*Activity*: Using the entries below, output each line exactly from the first through the one that contains "let status = response.status();".

─── Data supplied

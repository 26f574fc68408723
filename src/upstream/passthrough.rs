//! Uncached passthrough to the upstream resolver.
//!
//! Forwards the client's query string and body verbatim and hands back the
//! upstream status and end-to-end headers, so it is useful for debugging
//! the upstream itself.

use axum::body::Bytes;
use axum::http::{header, HeaderValue, Method};

use crate::doh::query::{DNS_JSON_CONTENT_TYPE, DNS_MESSAGE_CONTENT_TYPE};
use crate::doh::ProxyError;
use crate::observability::metrics;
use crate::upstream::forwarder::{unreachable, UpstreamForwarder, UpstreamResult};

/// Accept header sent upstream; the client's own choice is not consulted.
const PASSTHROUGH_ACCEPT: &str = "application/dns-json, application/dns-message, application/json";

impl UpstreamForwarder {
    /// Relay a request upstream without normalization or caching.
    ///
    /// Any upstream status, including errors, is returned as-is.
    pub async fn relay(
        &self,
        method: &Method,
        raw_query: Option<&str>,
        content_type: Option<&str>,
        body: Bytes,
    ) -> Result<UpstreamResult, ProxyError> {
        if *method != Method::GET && *method != Method::POST {
            return Err(ProxyError::MethodNotAllowed(method.clone()));
        }

        let mut url = self.url.clone();
        if let Some(q) = raw_query.filter(|q| !q.is_empty()) {
            url.set_query(Some(q));
        }

        let mut request = self
            .client
            .request(method.clone(), url)
            .header(header::ACCEPT, PASSTHROUGH_ACCEPT);
        if *method == Method::POST {
            request = request
                .header(header::CONTENT_TYPE, content_type.unwrap_or(DNS_JSON_CONTENT_TYPE))
                .body(body);
        }

        let response = request.send().await.map_err(unreachable)?;
        let status = response.status();
        let mut headers = response.headers().clone();
        headers
            .entry(header::CONTENT_TYPE)
            .or_insert(HeaderValue::from_static(DNS_MESSAGE_CONTENT_TYPE));
        let body = response.bytes().await.map_err(unreachable)?;

        metrics::record_upstream(if status.is_success() { "ok" } else { "error_status" });
        Ok(UpstreamResult {
            status,
            headers,
            body,
        })
    }
}
//! Informational endpoints: landing page and health.

use axum::extract::State;
use axum::Json;
use serde::Serialize;

use crate::http::server::AppState;

/// Plain-text usage notice served at `/`.
pub async fn landing(State(state): State<AppState>) -> String {
    format!(
        "DoH proxy\n\
         \n\
         DNS over HTTPS forwarding proxy for {upstream}.\n\
         \n\
         JSON:  GET  {path}?name=example.com&type=A   (Accept: application/dns-json)\n\
         Wire:  GET  {path}?dns=<base64url>           (Accept: application/dns-message)\n\
         Wire:  POST {path}                           (Content-Type: application/dns-message)\n\
         \n\
         Status: running\n",
        upstream = state.upstream.url(),
        path = state.doh_path,
    )
}

#[derive(Debug, Serialize)]
pub struct HealthStatus {
    pub status: &'static str,
    pub version: &'static str,
    pub cache_entries: usize,
    pub cache_hits: u64,
    pub cache_misses: u64,
}

pub async fn health(State(state): State<AppState>) -> Json<HealthStatus> {
    let stats = state.cache.stats();
    Json(HealthStatus {
        status: "ok",
        version: env!("CARGO_PKG_VERSION"),
        cache_entries: stats.entries,
        cache_hits: stats.hits,
        cache_misses: stats.misses,
    })
}
//! DoH protocol layer.
//!
//! # Data Flow
//! ```text
//! method + headers + params + body
//!     → request.rs (normalize, validate)
//!     → query.rs (Query, DohFormat, CacheKey)
//!     → error.rs (ProxyError → status + JSON body)
//! ```
//!
//! # Design Decisions
//! - Format is decided once from Accept and carried by the Query
//! - Wire payloads are never parsed, only decoded and size-checked

pub mod error;
pub mod query;
pub mod request;

pub use error::ProxyError;
pub use query::{CacheKey, DohFormat, Query, QueryMethod};
pub use request::{normalize, NormalizeOptions};
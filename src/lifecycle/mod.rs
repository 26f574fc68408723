//! Lifecycle management subsystem.
//!
//! # Data Flow
//! ```text
//! Startup (main.rs):
//!     Load config → Validate → Init logging/metrics → Build server → Bind
//!
//! Shutdown (shutdown.rs):
//!     Ctrl+C or Shutdown::trigger → Stop accepting → Drain requests → Exit
//! ```

pub mod shutdown;

pub use shutdown::Shutdown;
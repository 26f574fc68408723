//! Bounded response cache with fixed TTL and FIFO eviction.
//!
//! The cache is shared by every in-flight request behind an `Arc`. A single
//! mutex covers lookups and the evict-then-insert sequence, and is never
//! held across an await point.
//!
//! Entries expire once more than a fixed `ttl` has passed since insertion,
//! independent of the TTLs in the DNS answer itself.

use std::collections::{HashMap, VecDeque};
use std::sync::{Mutex, MutexGuard, PoisonError};
use std::time::Duration;

use axum::body::Bytes;
use tokio::time::Instant;

use crate::doh::{CacheKey, DohFormat};
use crate::observability::metrics;

/// A stored upstream answer.
#[derive(Debug, Clone, PartialEq, Eq)]
pub struct CachedResponse {
    /// Encoding of `body`, which also fixes the response Content-Type.
    pub format: DohFormat,
    pub body: Bytes,
}

#[derive(Debug)]
struct CacheEntry {
    data: CachedResponse,
    expires_at: Instant,
    /// Insertion sequence number, used to match `order` slots.
    seq: u64,
}

/// Counters exposed for diagnostics.
#[derive(Debug, Clone, Copy, Default, PartialEq, Eq)]
pub struct CacheStats {
    pub entries: usize,
    pub hits: u64,
    pub misses: u64,
    pub evictions: u64,
    pub expirations: u64,
}

#[derive(Debug, Default)]
struct CacheState {
    entries: HashMap<CacheKey, CacheEntry>,
    /// Insertion order. May contain stale slots for keys that were lazily
    /// expired; those are skipped on eviction.
    order: VecDeque<(u64, CacheKey)>,
    next_seq: u64,
    stats: CacheStats,
}

impl CacheState {
    fn evict_oldest(&mut self) -> Option<CacheKey> {
        while let Some((seq, key)) = self.order.pop_front() {
            let live = self.entries.get(&key).is_some_and(|e| e.seq == seq);
            if live {
                self.entries.remove(&key);
                self.stats.evictions += 1;
                return Some(key);
            }
        }
        None
    }

    fn compact_order(&mut self, max_entries: usize) {
        if self.order.len() > max_entries.saturating_mul(2) {
            let entries = &self.entries;
            self.order
                .retain(|(seq, key)| entries.get(key).is_some_and(|e| e.seq == *seq));
        }
    }
}

/// Shared cache of upstream answers keyed by [`CacheKey`].
#[derive(Debug)]
pub struct ResponseCache {
    state: Mutex<CacheState>,
    max_entries: usize,
    ttl: Duration,
}

impl ResponseCache {
    /// Create an empty cache. `max_entries == 0` disables caching.
    pub fn new(max_entries: usize, ttl: Duration) -> Self {
        Self {
            state: Mutex::new(CacheState::default()),
            max_entries,
            ttl,
        }
    }

    pub fn ttl(&self) -> Duration {
        self.ttl
    }

    pub fn is_enabled(&self) -> bool {
        self.max_entries > 0
    }

    fn lock(&self) -> MutexGuard<'_, CacheState> {
        self.state.lock().unwrap_or_else(PoisonError::into_inner)
    }

    /// Look up `key`, dropping the entry if its TTL has elapsed.
    pub fn get(&self, key: &CacheKey) -> Option<CachedResponse> {
        let now = Instant::now();
        let mut guard = self.lock();
        let state = &mut *guard;

        let expired = match state.entries.get(key) {
            Some(entry) if now <= entry.expires_at => {
                let data = entry.data.clone();
                state.stats.hits += 1;
                return Some(data);
            }
            Some(_) => true,
            None => false,
        };

        if expired {
            state.entries.remove(key);
            state.stats.expirations += 1;
            tracing::trace!(cache_key = %key, "Cache entry expired");
        }
        state.stats.misses += 1;
        metrics::record_cache_size(state.entries.len());
        None
    }

    /// Store `data` under `key` for one TTL.
    ///
    /// When the cache is full and `key` is new, the earliest inserted entry
    /// is evicted first. Replacing an existing key keeps its position.
    pub fn put(&self, key: CacheKey, data: CachedResponse) {
        if !self.is_enabled() {
            return;
        }

        let expires_at = Instant::now() + self.ttl;
        let mut state = self.lock();

        if let Some(entry) = state.entries.get_mut(&key) {
            entry.data = data;
            entry.expires_at = expires_at;
            return;
        }

        if state.entries.len() >= self.max_entries {
            if let Some(evicted) = state.evict_oldest() {
                tracing::debug!(cache_key = %evicted, "Evicted oldest cache entry");
            }
        }

        let seq = state.next_seq;
        state.next_seq += 1;
        state.order.push_back((seq, key.clone()));
        state.entries.insert(
            key,
            CacheEntry {
                data,
                expires_at,
                seq,
            },
        );
        state.compact_order(self.max_entries);
        metrics::record_cache_size(state.entries.len());
    }

    /// Number of physically stored entries, expired ones included.
    pub fn len(&self) -> usize {
        self.lock().entries.len()
    }

    pub fn is_empty(&self) -> bool {
        self.len() == 0
    }

    pub fn stats(&self) -> CacheStats {
        let state = self.lock();
        CacheStats {
            entries: state.entries.len(),
            ..state.stats
        }
    }
}
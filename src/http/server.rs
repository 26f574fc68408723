//! HTTP server setup and the DoH request pipeline.
//!
//! # Responsibilities
//! - Create Axum Router with all handlers
//! - Wire up middleware (tracing, timeout, request ID, CORS)
//! - Bind server to listener (plain or TLS)
//! - Run each DoH request through normalize → cache → forward → respond
//!
//! # Request States
//! ```text
//! Start → Normalized → CacheChecked ─┬─ hit ──────────────────────────────▶ Respond
//!                                    └─ miss → Forwarding → Forwarded
//!                                              → CachePopulated ──────────▶ Respond
//! any stage ─ error ─▶ Failed(stage)
//! ```

use std::collections::HashMap;
use std::net::SocketAddr;
use std::sync::Arc;
use std::time::{Duration, Instant};

use axum::{
    body::{Body, Bytes},
    extract::State,
    http::{header, request::Parts, Method, Request},
    response::Response,
    routing::{any, get},
    Router,
};
use http_body_util::LengthLimitError;
use tokio::net::TcpListener;
use tokio::sync::broadcast;
use tower_http::{
    request_id::{PropagateRequestIdLayer, SetRequestIdLayer},
    set_header::SetResponseHeaderLayer,
    trace::TraceLayer,
};

use crate::cache::{CachedResponse, ResponseCache};
use crate::config::ProxyConfig;
use crate::doh::{normalize, NormalizeOptions, ProxyError};
use crate::http::landing;
use crate::http::request::{request_id, UuidRequestId};
use crate::http::response::{self, CacheStatus, CORS_HEADERS};
use crate::observability::metrics;
use crate::upstream::{UpstreamForwarder, UpstreamSetupError};

/// Path of the uncached passthrough endpoint.
pub const PASSTHROUGH_PATH: &str = "/api/proxy";

/// Application state injected into handlers.
#[derive(Clone)]
pub struct AppState {
    pub cache: Arc<ResponseCache>,
    pub upstream: UpstreamForwarder,
    pub normalize: Arc<NormalizeOptions>,
    pub doh_path: Arc<str>,
    /// Deadline for one request, upstream exchange included.
    pub request_timeout: Duration,
}

/// Pipeline stage a request failed in, for diagnostics.
#[derive(Debug, Clone, Copy, PartialEq, Eq)]
enum Stage {
    ReadBody,
    Normalize,
    Forward,
    Deadline,
}

impl Stage {
    fn as_str(self) -> &'static str {
        match self {
            Stage::ReadBody => "read_body",
            Stage::Normalize => "normalize",
            Stage::Forward => "forward",
            Stage::Deadline => "deadline",
        }
    }
}

/// HTTP server for the DoH proxy.
pub struct HttpServer {
    router: Router,
    config: ProxyConfig,
    cache: Arc<ResponseCache>,
}

impl HttpServer {
    /// Create a new HTTP server with a fresh cache sized from `config`.
    pub fn new(config: ProxyConfig) -> Result<Self, UpstreamSetupError> {
        let cache = Arc::new(ResponseCache::new(
            config.cache.max_entries,
            Duration::from_secs(config.cache.ttl_secs),
        ));
        Self::with_cache(config, cache)
    }

    /// Create a server around an existing cache.
    pub fn with_cache(
        config: ProxyConfig,
        cache: Arc<ResponseCache>,
    ) -> Result<Self, UpstreamSetupError> {
        let upstream = UpstreamForwarder::new(&config.upstream)?;

        let state = AppState {
            cache: cache.clone(),
            upstream,
            normalize: Arc::new(NormalizeOptions::from(&config.doh)),
            doh_path: Arc::from(config.doh.path.as_str()),
            request_timeout: Duration::from_secs(config.timeouts.request_secs),
        };

        let router = Self::build_router(&config, state);
        Ok(Self {
            router,
            config,
            cache,
        })
    }

    /// Build the Axum router with all middleware layers.
    ///
    /// The request deadline is enforced inside the handlers so a timeout
    /// still produces a JSON error body.
    fn build_router(config: &ProxyConfig, state: AppState) -> Router {
        let [origin, methods, headers] = CORS_HEADERS;

        Router::new()
            .route(&config.doh.path, any(doh_handler))
            .route(PASSTHROUGH_PATH, any(passthrough_handler))
            .route("/health", get(landing::health))
            .route("/", get(landing::landing))
            .with_state(state)
            .layer(SetResponseHeaderLayer::overriding(origin.0, origin.1))
            .layer(SetResponseHeaderLayer::overriding(methods.0, methods.1))
            .layer(SetResponseHeaderLayer::overriding(headers.0, headers.1))
            .layer(PropagateRequestIdLayer::x_request_id())
            .layer(TraceLayer::new_for_http())
            .layer(SetRequestIdLayer::x_request_id(UuidRequestId))
    }

    /// The fully layered router, for driving the server without a socket.
    pub fn router(&self) -> Router {
        self.router.clone()
    }

    pub fn cache(&self) -> &Arc<ResponseCache> {
        &self.cache
    }

    /// Run the server, accepting connections on the given listener until
    /// Ctrl+C or a message on `shutdown`.
    pub async fn run(
        self,
        listener: TcpListener,
        shutdown: broadcast::Receiver<()>,
    ) -> Result<(), std::io::Error> {
        let addr = listener.local_addr()?;
        tracing::info!(
            address = %addr,
            upstream = %self.config.upstream.url,
            "HTTP server starting"
        );

        let app = self.router.into_make_service_with_connect_info::<SocketAddr>();

        axum::serve(listener, app)
            .with_graceful_shutdown(shutdown_signal(shutdown))
            .await?;

        tracing::info!("HTTP server stopped");
        Ok(())
    }

    /// Run the server over TLS using the configured certificate.
    pub async fn run_tls(
        self,
        addr: SocketAddr,
        shutdown: broadcast::Receiver<()>,
    ) -> Result<(), std::io::Error> {
        let Some(tls) = self.config.listener.tls.clone() else {
            return Err(std::io::Error::new(
                std::io::ErrorKind::InvalidInput,
                "listener.tls is not configured",
            ));
        };
        crate::net::tls::serve_tls(addr, &tls, self.router, shutdown_signal(shutdown)).await
    }

    /// Get a reference to the config.
    pub fn config(&self) -> &ProxyConfig {
        &self.config
    }
}

/// DoH endpoint handler.
async fn doh_handler(State(state): State<AppState>, request: Request<Body>) -> Response {
    let start_time = Instant::now();
    let (parts, body) = request.into_parts();
    let request_id = request_id(&parts.headers);
    let method = parts.method.clone();

    if method == Method::OPTIONS {
        metrics::record_request(method.as_str(), 204, "none", start_time);
        return response::preflight(state.cache.ttl());
    }

    tracing::debug!(
        request_id = %request_id,
        method = %method,
        uri = %parts.uri,
        "DoH request"
    );

    let outcome = tokio::time::timeout(state.request_timeout, resolve(&state, &parts, body))
        .await
        .unwrap_or_else(|_| Err((Stage::Deadline, ProxyError::Timeout(state.request_timeout))));

    match outcome {
        Ok((answer, cache_status)) => {
            tracing::debug!(
                request_id = %request_id,
                cache = cache_status.as_str(),
                format = %answer.format,
                "DoH answer"
            );
            metrics::record_request(method.as_str(), 200, cache_status.label(), start_time);
            response::doh_answer(answer, state.cache.ttl(), cache_status)
        }
        Err((stage, error)) => {
            if error.is_upstream()
                || matches!(error, ProxyError::Internal(_) | ProxyError::Timeout(_))
            {
                tracing::error!(
                    request_id = %request_id,
                    stage = stage.as_str(),
                    method = %method,
                    uri = %parts.uri,
                    error = %error,
                    "DoH request failed"
                );
            } else {
                tracing::warn!(
                    request_id = %request_id,
                    stage = stage.as_str(),
                    method = %method,
                    uri = %parts.uri,
                    error = %error,
                    "DoH request rejected"
                );
            }
            metrics::record_request(method.as_str(), error.status().as_u16(), "none", start_time);
            response::doh_error(error, state.cache.ttl())
        }
    }
}

/// Normalize, consult the cache, and forward on a miss.
async fn resolve(
    state: &AppState,
    parts: &Parts,
    body: Body,
) -> Result<(CachedResponse, CacheStatus), (Stage, ProxyError)> {
    let body = if parts.method == Method::POST {
        read_body(body, state.normalize.max_message_bytes)
            .await
            .map_err(|e| (Stage::ReadBody, e))?
    } else {
        Bytes::new()
    };

    let params = query_params(parts.uri.query());
    let query = normalize(&parts.method, &parts.headers, &params, body, &state.normalize)
        .map_err(|e| (Stage::Normalize, e))?;
    let key = query.cache_key();

    if let Some(hit) = state.cache.get(&key) {
        metrics::record_cache_lookup("hit");
        tracing::debug!(cache_key = %key, "Cache hit");
        return Ok((hit, CacheStatus::Hit));
    }
    metrics::record_cache_lookup("miss");

    let result = state
        .upstream
        .forward(&query)
        .await
        .map_err(|e| (Stage::Forward, e))?;

    let answer = CachedResponse {
        format: query.format(),
        body: result.body,
    };
    state.cache.put(key, answer.clone());
    Ok((answer, CacheStatus::Miss))
}

/// Uncached passthrough handler; propagates the upstream status.
async fn passthrough_handler(State(state): State<AppState>, request: Request<Body>) -> Response {
    let start_time = Instant::now();
    let (parts, body) = request.into_parts();
    let request_id = request_id(&parts.headers);

    if parts.method == Method::OPTIONS {
        return response::preflight(state.cache.ttl());
    }

    let relay = async {
        let body = read_body(body, state.normalize.max_message_bytes).await?;
        let content_type = parts
            .headers
            .get(header::CONTENT_TYPE)
            .and_then(|v| v.to_str().ok());
        state
            .upstream
            .relay(&parts.method, parts.uri.query(), content_type, body)
            .await
    };
    let outcome = tokio::time::timeout(state.request_timeout, relay)
        .await
        .unwrap_or_else(|_| Err(ProxyError::Timeout(state.request_timeout)));

    match outcome {
        Ok(result) => {
            metrics::record_request(
                parts.method.as_str(),
                result.status.as_u16(),
                "bypass",
                start_time,
            );
            response::relayed(result)
        }
        Err(error) => {
            tracing::error!(
                request_id = %request_id,
                method = %parts.method,
                uri = %parts.uri,
                error = %error,
                "Passthrough request failed"
            );
            metrics::record_request(
                parts.method.as_str(),
                error.status().as_u16(),
                "bypass",
                start_time,
            );
            response::doh_error(error, state.cache.ttl())
        }
    }
}

async fn read_body(body: Body, limit: usize) -> Result<Bytes, ProxyError> {
    axum::body::to_bytes(body, limit).await.map_err(|e| {
        if exceeds_limit(&e) {
            ProxyError::PayloadTooLarge { max: limit }
        } else {
            tracing::debug!(error = %e, "Failed to read request body");
            ProxyError::Internal(format!("failed to read request body: {e}"))
        }
    })
}

/// Whether a body read failed because the size limit was hit.
fn exceeds_limit(error: &axum::Error) -> bool {
    let mut source: Option<&(dyn std::error::Error + 'static)> = Some(error);
    while let Some(e) = source {
        if e.is::<LengthLimitError>() {
            return true;
        }
        source = e.source();
    }
    false
}

fn query_params(raw: Option<&str>) -> HashMap<String, String> {
    raw.map(|q| url::form_urlencoded::parse(q.as_bytes()).into_owned().collect())
        .unwrap_or_default()
}

/// Wait for Ctrl+C or an explicit shutdown broadcast.
async fn shutdown_signal(mut shutdown: broadcast::Receiver<()>) {
    let ctrl_c = async {
        if let Err(e) = tokio::signal::ctrl_c().await {
            tracing::error!(error = %e, "Failed to install Ctrl+C handler");
            std::future::pending::<()>().await;
        }
    };

    tokio::select! {
        _ = ctrl_c => {},
        _ = shutdown.recv() => {},
    }
    tracing::info!("Shutdown signal received");
}

#[cfg(test)]
mod tests {
    use super::*;
    use tower::ServiceExt;

    #[test]
    fn test_query_params_decodes() {
        let params = query_params(Some("name=example.com&type=AAAA&x=a%20b"));
        assert_eq!(params["name"], "example.com");
        assert_eq!(params["type"], "AAAA");
        assert_eq!(params["x"], "a b");
        assert!(query_params(None).is_empty());
    }

    #[test]
    fn test_server_builds_with_defaults() {
        let server = HttpServer::new(ProxyConfig::default()).unwrap();
        assert!(server.cache().is_enabled());
        assert_eq!(server.config().doh.path, "/dns-query");
    }

    #[tokio::test]
    async fn test_router_answers_preflight_with_cors() {
        let server = HttpServer::new(ProxyConfig::default()).unwrap();
        let request = Request::builder()
            .method(Method::OPTIONS)
            .uri("/dns-query")
            .body(Body::empty())
            .unwrap();

        let response = server.router().oneshot(request).await.unwrap();

        assert_eq!(response.status(), axum::http::StatusCode::NO_CONTENT);
        let headers = response.headers();
        assert_eq!(headers[header::ACCESS_CONTROL_ALLOW_ORIGIN], "*");
        assert_eq!(headers[header::ACCESS_CONTROL_ALLOW_METHODS], "GET, POST, OPTIONS");
        assert!(headers.contains_key("x-request-id"));
    }

    #[tokio::test]
    async fn test_router_rejects_missing_parameter_without_upstream() {
        let server = HttpServer::new(ProxyConfig::default()).unwrap();
        let request = Request::builder()
            .uri("/dns-query?name=")
            .header(header::ACCEPT, "application/dns-json")
            .body(Body::empty())
            .unwrap();

        let response = server.router().oneshot(request).await.unwrap();

        assert_eq!(response.status(), axum::http::StatusCode::BAD_REQUEST);
        assert_eq!(response.headers()[header::CACHE_CONTROL], "public, max-age=60");
        assert_eq!(response.headers()[header::ACCESS_CONTROL_ALLOW_ORIGIN], "*");
    }

    #[tokio::test]
    async fn test_oversized_body_is_payload_too_large() {
        let err = read_body(Body::from(vec![0u8; 32]), 16).await.unwrap_err();
        assert!(matches!(err, ProxyError::PayloadTooLarge { max: 16 }));
        assert!(read_body(Body::from(vec![0u8; 16]), 16).await.is_ok());
    }

    #[tokio::test]
    async fn test_other_body_errors_are_not_size_errors() {
        let reset = axum::Error::new(std::io::Error::new(
            std::io::ErrorKind::ConnectionReset,
            "connection reset",
        ));
        assert!(!exceeds_limit(&reset));

        let limited = axum::body::to_bytes(Body::from(vec![0u8; 32]), 16)
            .await
            .unwrap_err();
        assert!(exceeds_limit(&limited));
    }
}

──────

*Answer box*:
repository 26f574fc68408723
filename src/upstream/passthrough.rs
//! Uncached passthrough to the upstream resolver.
//!
//! Forwards the client's query string and body verbatim and hands back the
//! upstream status and end-to-end headers, so it is useful for debugging
//! the upstream itself.

use axum::body::Bytes;
use axum::http::{header, HeaderValue, Method};

use crate::doh::query::{DNS_JSON_CONTENT_TYPE, DNS_MESSAGE_CONTENT_TYPE};
use crate::doh::ProxyError;
use crate::observability::metrics;
use crate::upstream::forwarder::{unreachable, UpstreamForwarder, UpstreamResult};

/// Accept header sent upstream; the client's own choice is not consulted.
const PASSTHROUGH_ACCEPT: &str = "application/dns-json, application/dns-message, application/json";

impl UpstreamForwarder {
    /// Relay a request upstream without normalization or caching.
    ///
    /// Any upstream status, including errors, is returned as-is.
    pub async fn relay(
        &self,
        method: &Method,
        raw_query: Option<&str>,
        content_type: Option<&str>,
        body: Bytes,
    ) -> Result<UpstreamResult, ProxyError> {
        if *method != Method::GET && *method != Method::POST {
            return Err(ProxyError::MethodNotAllowed(method.clone()));
        }

        let mut url = self.url.clone();
        if let Some(q) = raw_query.filter(|q| !q.is_empty()) {
            url.set_query(Some(q));
        }

        let mut request = self
            .client
            .request(method.clone(), url)
            .header(header::ACCEPT, PASSTHROUGH_ACCEPT);
        if *method == Method::POST {
            request = request
                .header(header::CONTENT_TYPE, content_type.unwrap_or(DNS_JSON_CONTENT_TYPE))
                .body(body);
        }

        let response = request.send().await.map_err(unreachable)?;
        let status = response.status();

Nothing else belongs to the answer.